In a theme we saw throughout the industry leaders’ portion of the study, despite their confidence in their own teams, participants were eager to improve their practice management solutions and staffs. More than 60% of respondents rated as “important” or “extremely important” each of the six options we presented. This indicates that there is ample opportunity to improve programs and that firms are actively working on making their offerings more effective. Practice management is an emerging discipline; while it has always existed in some format, making it a consistent and effective part of the advisor experience is relatively new.
What Are Firms Actually Spending on Practice Management?
In one significant finding from the industry leader portion of the Pursuing Practice Excellence study, it appears that most respondents expect their firms to allow them to put money where their practice management mouths are. A significant majority of respondents (60.8%) said that practice management will be a priority in their next budget cycle. Given the emerging nature of practice management solutions, it is also not surprising that success appears to be difficult to measure given the lower rankings of case studies, ROI analysis and the concept of advisors participating in the costs of providing these solutions.
ActiFi Speaks
We believe that the success of practice management programs will become more effectively defined and measured over the next few years as these programs mature.
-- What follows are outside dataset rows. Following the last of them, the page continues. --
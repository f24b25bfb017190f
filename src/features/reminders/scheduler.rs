//! Per-event reminder timers
//!
//! Maintains at most one pending timer per event, keyed by event id.
//! Scheduling an event that already has a timer replaces it in place;
//! cancelling removes it; on startup `restore_all` rebuilds the whole table
//! from the database, which is the sole recovery path after a restart.
//!
//! Each pending entry carries a unique token. When a timer elapses, the task
//! first claims its own entry by token; a reschedule or cancel that won the
//! race leaves a different (or no) token behind, so a stale timer can
//! neither fire nor remove its successor. Once the entry is claimed the
//! fanout runs to completion and cannot be aborted.

use crate::core::error::StoreError;
use crate::database::Database;
use crate::features::reminders::delivery::ReminderDelivery;
use crate::features::reminders::notifier::Notifier;
use chrono::{DateTime, Duration, Utc};
use chrono_tz::Tz;
use dashmap::DashMap;
use log::{debug, error, info};
use std::sync::Arc;
use tokio::task::JoinHandle;
use uuid::Uuid;

/// One installed timer
struct PendingJob {
    token: Uuid,
    fire_at: DateTime<Utc>,
    /// Set right after the timer task is spawned; the slot itself is
    /// reserved first so the task always finds its own entry.
    handle: Option<JoinHandle<()>>,
}

impl PendingJob {
    fn abort(&self) {
        if let Some(handle) = &self.handle {
            handle.abort();
        }
    }
}

struct SchedulerInner {
    jobs: DashMap<i64, PendingJob>,
    delivery: ReminderDelivery,
    database: Database,
}

/// Schedules one-shot reminder timers for events
#[derive(Clone)]
pub struct ReminderScheduler {
    inner: Arc<SchedulerInner>,
}

impl ReminderScheduler {
    pub fn new(database: Database, notifier: Arc<dyn Notifier>, timezone: Tz) -> Self {
        Self {
            inner: Arc::new(SchedulerInner {
                jobs: DashMap::new(),
                delivery: ReminderDelivery::new(database.clone(), notifier, timezone),
                database,
            }),
        }
    }

    /// Install (or replace) the reminder timer for an event
    ///
    /// The fire time is `start_at` minus the lead. If it has already passed
    /// the reminder window is over: nothing is installed, any stale timer
    /// for the id is dropped, and `false` is returned. Admins may create
    /// near-term or past-dated events; that is not an error.
    pub fn schedule_event(
        &self,
        event_id: i64,
        start_at: DateTime<Utc>,
        reminder_minutes: i64,
    ) -> bool {
        let fire_at = start_at - Duration::minutes(reminder_minutes);
        let now = Utc::now();
        if fire_at <= now {
            self.cancel_event(event_id);
            debug!("Not scheduling event {event_id}: fire time {fire_at} has already passed");
            return false;
        }
        let delay = (fire_at - now)
            .to_std()
            .unwrap_or(std::time::Duration::ZERO);

        let token = Uuid::new_v4();
        // Reserve the slot before spawning so the timer task always finds
        // its own entry, then stop whatever job it displaced.
        let displaced = self.inner.jobs.insert(
            event_id,
            PendingJob {
                token,
                fire_at,
                handle: None,
            },
        );
        if let Some(job) = displaced {
            job.abort();
        }

        let inner = Arc::clone(&self.inner);
        let handle = tokio::spawn(async move {
            tokio::time::sleep(delay).await;
            // Claim the slot. Losing the claim means a reschedule or cancel
            // superseded this timer while it slept.
            if inner
                .jobs
                .remove_if(&event_id, |_, job| job.token == token)
                .is_none()
            {
                return;
            }
            if let Err(e) = inner.delivery.deliver(event_id).await {
                error!("Reminder delivery for event {event_id} failed: {e}");
            }
        });

        if let Some(mut job) = self.inner.jobs.get_mut(&event_id) {
            if job.token == token {
                job.handle = Some(handle);
            }
        }

        debug!("Scheduled reminder for event {event_id} at {fire_at}");
        true
    }

    /// Remove any pending timer for an event; idempotent
    ///
    /// Only a timer that has not yet claimed its entry can be stopped here.
    /// A fanout already in flight runs to completion.
    pub fn cancel_event(&self, event_id: i64) {
        if let Some((_, job)) = self.inner.jobs.remove(&event_id) {
            job.abort();
            debug!("Cancelled pending reminder for event {event_id}");
        }
    }

    /// Rebuild the timer table from the database
    ///
    /// Called once on startup. Events whose fire time already passed are
    /// skipped by `schedule_event`; running this twice produces the same
    /// table because installation replaces by event id.
    pub async fn restore_all(&self, now: DateTime<Utc>) -> Result<usize, StoreError> {
        let events = self.inner.database.list_future_events(now).await?;
        let total = events.len();
        let mut installed = 0;
        for event in events {
            if self.schedule_event(event.id, event.start_at, event.reminder_minutes) {
                installed += 1;
            }
        }
        info!("Restored {installed} pending reminders from {total} future events");
        Ok(installed)
    }

    /// Number of installed timers
    pub fn pending_count(&self) -> usize {
        self.inner.jobs.len()
    }

    /// Fire time of the installed timer for an event, if any
    pub fn pending_fire_at(&self, event_id: i64) -> Option<DateTime<Utc>> {
        self.inner.jobs.get(&event_id).map(|job| job.fire_at)
    }
}

#[cfg(test)]
mod tests {
    use super::*;
    use crate::features::reminders::notifier::testing::RecordingNotifier;
    use std::time::Duration as StdDuration;
    use tokio::time::sleep;

    async fn setup() -> (Database, Arc<RecordingNotifier>, ReminderScheduler) {
        let db = Database::new(":memory:").await.unwrap();
        let notifier = Arc::new(RecordingNotifier::new());
        let scheduler = ReminderScheduler::new(db.clone(), notifier.clone(), chrono_tz::UTC);
        (db, notifier, scheduler)
    }

    async fn future_event(db: &Database, hours: i64, lead_minutes: i64) -> i64 {
        db.create_event(
            Utc::now() + Duration::hours(hours),
            "test event",
            lead_minutes,
            None,
        )
        .await
        .unwrap()
    }

    #[tokio::test(start_paused = true)]
    async fn test_fires_exactly_once_at_fire_time() {
        let (db, notifier, scheduler) = setup().await;
        let start_at = Utc::now() + Duration::hours(3);
        let id = future_event(&db, 3, 30).await;
        db.add_subscription("alice", id, Utc::now()).await.unwrap();

        assert!(scheduler.schedule_event(id, start_at, 30));
        assert_eq!(scheduler.pending_count(), 1);
        assert_eq!(
            scheduler.pending_fire_at(id),
            Some(start_at - Duration::minutes(30))
        );

        // Not yet: one minute before the fire time nothing has happened
        sleep(StdDuration::from_secs(2 * 3600 + 29 * 60)).await;
        assert_eq!(notifier.attempt_count(), 0);

        // Cross the fire time
        sleep(StdDuration::from_secs(2 * 60)).await;
        assert_eq!(notifier.attempt_count(), 1);
        assert_eq!(scheduler.pending_count(), 0);

        // And never again
        sleep(StdDuration::from_secs(24 * 3600)).await;
        assert_eq!(notifier.attempt_count(), 1);
    }

    #[tokio::test(start_paused = true)]
    async fn test_elapsed_fire_time_installs_nothing() {
        let (db, notifier, scheduler) = setup().await;
        // Lead is larger than the time remaining, so the window is closed
        let start_at = Utc::now() + Duration::minutes(10);
        let id = future_event(&db, 1, 60).await;
        db.add_subscription("alice", id, Utc::now()).await.unwrap();

        assert!(!scheduler.schedule_event(id, start_at, 60));
        assert_eq!(scheduler.pending_count(), 0);

        sleep(StdDuration::from_secs(48 * 3600)).await;
        assert_eq!(notifier.attempt_count(), 0);
    }

    #[tokio::test(start_paused = true)]
    async fn test_reschedule_replaces_never_double_fires() {
        let (db, notifier, scheduler) = setup().await;
        let id = future_event(&db, 10, 30).await;
        db.add_subscription("alice", id, Utc::now()).await.unwrap();

        let first_start = Utc::now() + Duration::hours(1);
        let second_start = Utc::now() + Duration::hours(5);
        scheduler.schedule_event(id, first_start, 30);
        scheduler.schedule_event(id, second_start, 30);
        assert_eq!(scheduler.pending_count(), 1);
        assert_eq!(
            scheduler.pending_fire_at(id),
            Some(second_start - Duration::minutes(30))
        );

        // Cross the first schedule's fire time: the superseded timer is dead
        sleep(StdDuration::from_secs(2 * 3600)).await;
        assert_eq!(notifier.attempt_count(), 0);

        // Cross the latest schedule's fire time: exactly one firing
        sleep(StdDuration::from_secs(8 * 3600)).await;
        assert_eq!(notifier.attempt_count(), 1);
    }

    #[tokio::test(start_paused = true)]
    async fn test_reschedule_into_the_past_drops_stale_timer() {
        let (db, notifier, scheduler) = setup().await;
        let id = future_event(&db, 10, 30).await;
        db.add_subscription("alice", id, Utc::now()).await.unwrap();

        scheduler.schedule_event(id, Utc::now() + Duration::hours(2), 30);
        // New timing whose reminder window is already over
        assert!(!scheduler.schedule_event(id, Utc::now() + Duration::minutes(5), 30));
        assert_eq!(scheduler.pending_count(), 0);

        sleep(StdDuration::from_secs(12 * 3600)).await;
        assert_eq!(notifier.attempt_count(), 0);
    }

    #[tokio::test(start_paused = true)]
    async fn test_cancel_prevents_firing() {
        let (db, notifier, scheduler) = setup().await;
        let id = future_event(&db, 2, 30).await;
        db.add_subscription("alice", id, Utc::now()).await.unwrap();

        scheduler.schedule_event(id, Utc::now() + Duration::hours(2), 30);
        scheduler.cancel_event(id);
        assert_eq!(scheduler.pending_count(), 0);

        sleep(StdDuration::from_secs(12 * 3600)).await;
        assert_eq!(notifier.attempt_count(), 0);

        // Cancelling again (or cancelling an unknown id) is a no-op
        scheduler.cancel_event(id);
        scheduler.cancel_event(999);
    }

    #[tokio::test(start_paused = true)]
    async fn test_deleted_event_fires_nothing() {
        let (db, notifier, scheduler) = setup().await;
        let start_at = Utc::now() + Duration::hours(2);
        let id = future_event(&db, 2, 30).await;
        db.add_subscription("alice", id, Utc::now()).await.unwrap();
        scheduler.schedule_event(id, start_at, 30);

        // Deleted between schedule and fire but timer left in place: the
        // fanout finds nothing and delivers nothing
        db.delete_event(id).await.unwrap();

        sleep(StdDuration::from_secs(12 * 3600)).await;
        assert_eq!(notifier.attempt_count(), 0);
        assert_eq!(scheduler.pending_count(), 0);
    }

    #[tokio::test(start_paused = true)]
    async fn test_restore_all_rebuilds_future_set_idempotently() {
        let (db, _notifier, scheduler) = setup().await;
        let now = Utc::now();
        // One past event, two future ones
        db.create_event(now - Duration::hours(1), "past", 30, None)
            .await
            .unwrap();
        let soon = future_event(&db, 2, 30).await;
        let later = future_event(&db, 6, 45).await;

        let installed = scheduler.restore_all(now).await.unwrap();
        assert_eq!(installed, 2);
        assert_eq!(scheduler.pending_count(), 2);

        let soon_record = db.get_event(soon).await.unwrap().unwrap();
        let later_record = db.get_event(later).await.unwrap().unwrap();
        assert_eq!(scheduler.pending_fire_at(soon), Some(soon_record.fire_at()));
        assert_eq!(
            scheduler.pending_fire_at(later),
            Some(later_record.fire_at())
        );

        // Restoring again yields the same table
        let installed_again = scheduler.restore_all(now).await.unwrap();
        assert_eq!(installed_again, 2);
        assert_eq!(scheduler.pending_count(), 2);
        assert_eq!(scheduler.pending_fire_at(soon), Some(soon_record.fire_at()));
    }

    #[tokio::test(start_paused = true)]
    async fn test_restore_then_fire_once() {
        let (db, notifier, scheduler) = setup().await;
        let id = future_event(&db, 2, 30).await;
        db.add_subscription("alice", id, Utc::now()).await.unwrap();

        scheduler.restore_all(Utc::now()).await.unwrap();
        scheduler.restore_all(Utc::now()).await.unwrap();

        sleep(StdDuration::from_secs(12 * 3600)).await;
        // Double restore still means a single firing
        assert_eq!(notifier.attempt_count(), 1);
    }

    #[tokio::test(start_paused = true)]
    async fn test_independent_events_fire_independently() {
        let (db, notifier, scheduler) = setup().await;
        let first = future_event(&db, 1, 30).await;
        let second = future_event(&db, 3, 30).await;
        db.add_subscription("alice", first, Utc::now()).await.unwrap();
        db.add_subscription("alice", second, Utc::now()).await.unwrap();

        scheduler.restore_all(Utc::now()).await.unwrap();
        assert_eq!(scheduler.pending_count(), 2);

        sleep(StdDuration::from_secs(3600)).await;
        assert_eq!(notifier.attempt_count(), 1);
        assert_eq!(scheduler.pending_count(), 1);

        sleep(StdDuration::from_secs(2 * 3600)).await;
        assert_eq!(notifier.attempt_count(), 2);
        assert_eq!(scheduler.pending_count(), 0);
    }

    #[tokio::test(start_paused = true)]
    async fn test_subscribers_snapshot_at_fire_time() {
        let (db, notifier, scheduler) = setup().await;
        let start_at = Utc::now() + Duration::hours(3);
        let id = future_event(&db, 3, 30).await;
        db.add_subscription("alice", id, Utc::now()).await.unwrap();
        scheduler.schedule_event(id, start_at, 30);

        // Subscribed after scheduling but before firing: still included
        db.add_subscription("bob", id, Utc::now()).await.unwrap();

        sleep(StdDuration::from_secs(12 * 3600)).await;
        let mut recipients = notifier.recipients();
        recipients.sort();
        assert_eq!(recipients, vec!["alice".to_string(), "bob".to_string()]);
    }
}
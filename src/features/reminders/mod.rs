//! # Reminders Feature
//!
//! One-shot reminder scheduling and delivery for future events. Each event
//! holds at most one pending timer; at fire time the reminder fans out to the
//! subscribers on record at that moment.
//!
//! - **Version**: 2.0.0
//! - **Since**: 0.1.0
//! - **Toggleable**: false
//!
//! ## Changelog
//! - 2.0.0: Per-event timers replacing the old minute-poll loop
//! - 1.0.0: Initial release

pub mod delivery;
pub mod discord;
pub mod notifier;
pub mod scheduler;

pub use delivery::ReminderDelivery;
pub use discord::DiscordNotifier;
pub use notifier::{Notifier, ReminderMessage};
pub use scheduler::ReminderScheduler;
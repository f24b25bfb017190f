//! Admin session store
//!
//! Keyed by admin user id. Entries are cleared explicitly when the flow
//! completes or is cancelled, and a background sweep drops entries that sat
//! idle past the timeout so an abandoned flow cannot capture a later,
//! unrelated message.

use chrono::{DateTime, Duration, Utc};
use dashmap::DashMap;
use log::debug;
use std::sync::Arc;

/// How long an abandoned session may linger before the sweep removes it
const MAX_IDLE_MINUTES: i64 = 15;

/// How often the background sweep runs
const SWEEP_INTERVAL: std::time::Duration = std::time::Duration::from_secs(300);

/// What the admin's next message is expected to carry
#[derive(Debug, Clone, PartialEq)]
pub enum PendingAction {
    /// Waiting for an image attachment for this event
    AttachImage { event_id: i64 },
}

#[derive(Debug, Clone)]
struct AdminSession {
    action: PendingAction,
    started_at: DateTime<Utc>,
}

/// Shared store of in-flight admin conversations
#[derive(Clone, Default)]
pub struct SessionStore {
    sessions: Arc<DashMap<u64, AdminSession>>,
}

impl SessionStore {
    pub fn new() -> Self {
        Self::default()
    }

    /// Start (or restart) the attach-image flow for an admin
    pub fn begin_attach_image(&self, user_id: u64, event_id: i64) {
        self.sessions.insert(
            user_id,
            AdminSession {
                action: PendingAction::AttachImage { event_id },
                started_at: Utc::now(),
            },
        );
        debug!("Awaiting image for event {event_id} from admin {user_id}");
    }

    /// The event an admin's next message should attach an image to, if any
    pub fn pending_image_event(&self, user_id: u64) -> Option<i64> {
        self.sessions.get(&user_id).map(|session| match &session.action {
            PendingAction::AttachImage { event_id } => *event_id,
        })
    }

    /// Clear an admin's session; returns whether one existed
    pub fn clear(&self, user_id: u64) -> bool {
        self.sessions.remove(&user_id).is_some()
    }

    /// Drop sessions idle for at least `max_idle`; returns how many were removed
    pub fn sweep(&self, max_idle: Duration) -> usize {
        let now = Utc::now();
        let before = self.sessions.len();
        self.sessions
            .retain(|_, session| now - session.started_at < max_idle);
        let removed = before - self.sessions.len();
        if removed > 0 {
            debug!("Swept {removed} expired admin sessions");
        }
        removed
    }

    pub fn len(&self) -> usize {
        self.sessions.len()
    }

    pub fn is_empty(&self) -> bool {
        self.sessions.is_empty()
    }
}

/// Background loop that expires abandoned sessions
pub async fn session_sweep_loop(store: SessionStore) {
    let mut interval = tokio::time::interval(SWEEP_INTERVAL);
    loop {
        interval.tick().await;
        store.sweep(Duration::minutes(MAX_IDLE_MINUTES));
    }
}
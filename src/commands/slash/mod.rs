//! # Slash Commands (/)
//!
//! Discord native slash command definitions and registration.
//!
//! - **Version**: 2.0.0
//! - **Since**: 0.2.0
//! - **Toggleable**: false
//!
//! ## Changelog
//! - 2.0.0: Event browsing and admin management commands
//! - 1.0.0: Initial implementation

pub mod admin;
pub mod events;

use anyhow::Result;
use log::info;
use serenity::builder::CreateApplicationCommand;
use serenity::model::application::command::Command;
use serenity::model::application::interaction::application_command::CommandDataOption;
use serenity::model::id::GuildId;
use serenity::prelude::Context;

/// Creates all slash command definitions
pub fn create_slash_commands() -> Vec<CreateApplicationCommand> {
    let mut commands = Vec::new();
    commands.extend(events::create_commands());
    commands.extend(admin::create_commands());
    commands
}

/// Registers all slash commands globally (may take up to an hour to propagate)
pub async fn register_global_commands(ctx: &Context) -> Result<()> {
    let commands = create_slash_commands();
    let count = commands.len();
    Command::set_global_application_commands(&ctx.http, |builder| {
        for command in commands {
            builder.add_application_command(command);
        }
        builder
    })
    .await?;
    info!("Global slash commands registered successfully ({count} commands)");
    Ok(())
}

/// Registers all slash commands for a specific guild (instant, for development)
pub async fn register_guild_commands(ctx: &Context, guild_id: GuildId) -> Result<()> {
    let commands = create_slash_commands();
    let count = commands.len();
    guild_id
        .set_application_commands(&ctx.http, |builder| {
            for command in commands {
                builder.add_application_command(command);
            }
            builder
        })
        .await?;
    info!("Guild slash commands registered for guild {guild_id} ({count} commands)");
    Ok(())
}

/// Utility function to get a string option from a slash command
pub fn get_string_option(options: &[CommandDataOption], name: &str) -> Option<String> {
    options
        .iter()
        .find(|opt| opt.name == name)
        .and_then(|opt| opt.value.as_ref())
        .and_then(|val| val.as_str())
        .map(|s| s.to_string())
}

/// Utility function to get an integer option from a slash command
pub fn get_integer_option(options: &[CommandDataOption], name: &str) -> Option<i64> {
    options
        .iter()
        .find(|opt| opt.name == name)
        .and_then(|opt| opt.value.as_ref())
        .and_then(|val| val.as_i64())
}

#[cfg(test)]
mod tests {
    use super::*;

    #[test]
    fn test_create_slash_commands() {
        let commands = create_slash_commands();
        // events, event, event_create, event_edit, event_delete
        assert_eq!(commands.len(), 5);
    }

    #[test]
    fn test_get_options_from_empty() {
        assert_eq!(get_string_option(&[], "when"), None);
        assert_eq!(get_integer_option(&[], "id"), None);
    }
}
//! Command handler registry
//!
//! - **Version**: 1.0.0
//! - **Since**: 2.0.0

use std::collections::HashMap;
use std::sync::Arc;

use super::handler::SlashCommandHandler;

/// Maps command names to their handlers
///
/// A handler is registered under every name it declares, so related
/// commands can share one implementation.
#[derive(Clone, Default)]
pub struct CommandRegistry {
    handlers: HashMap<&'static str, Arc<dyn SlashCommandHandler>>,
}

impl CommandRegistry {
    pub fn new() -> Self {
        Self::default()
    }

    /// Register a handler for its declared command names
    pub fn register(&mut self, handler: Arc<dyn SlashCommandHandler>) {
        for name in handler.command_names() {
            self.handlers.insert(name, Arc::clone(&handler));
        }
    }

    /// Look up the handler for a command name
    pub fn get(&self, name: &str) -> Option<Arc<dyn SlashCommandHandler>> {
        self.handlers.get(name).cloned()
    }
}

#[cfg(test)]
mod tests {
    use super::*;
    use crate::commands::context::CommandContext;
    use anyhow::Result;
    use async_trait::async_trait;
    use serenity::model::application::interaction::application_command::ApplicationCommandInteraction;
    use serenity::prelude::Context;

    struct StubHandler {
        names: &'static [&'static str],
    }

    #[async_trait]
    impl SlashCommandHandler for StubHandler {
        fn command_names(&self) -> &'static [&'static str] {
            self.names
        }

        async fn handle(
            &self,
            _ctx: Arc<CommandContext>,
            _serenity_ctx: &Context,
            _command: &ApplicationCommandInteraction,
        ) -> Result<()> {
            Ok(())
        }
    }

    #[test]
    fn test_register_and_get() {
        let mut registry = CommandRegistry::new();
        registry.register(Arc::new(StubHandler {
            names: &["events", "event"],
        }));

        assert!(registry.get("events").is_some());
        assert!(registry.get("event").is_some());
        assert!(registry.get("unknown").is_none());
    }

    #[test]
    fn test_shared_handler_for_multiple_names() {
        let mut registry = CommandRegistry::new();
        registry.register(Arc::new(StubHandler {
            names: &["a", "b"],
        }));

        let first = registry.get("a").unwrap();
        let second = registry.get("b").unwrap();
        assert!(Arc::ptr_eq(&first, &second));
    }
}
Given the importance placed on helping advisors improve their sales efforts, it’s probably not such a surprise to see that most firms focus on activity and sales results to measure success of their programs.
The Leaders Speak
“We do have trouble objectively evaluating the impact, and the outcomes, of these [practice management] programs to be able to compare them to the returns on recruiting.” —Regional director of Southeast-based broker-dealer.
How Advisor Needs Are Perceived
The participants viewed advisors as looking for solutions that are tailored to their needs, but the industry experts also argue for a sweet spot in terms of sophistication, rejecting approaches that are too basic and those that are too involved.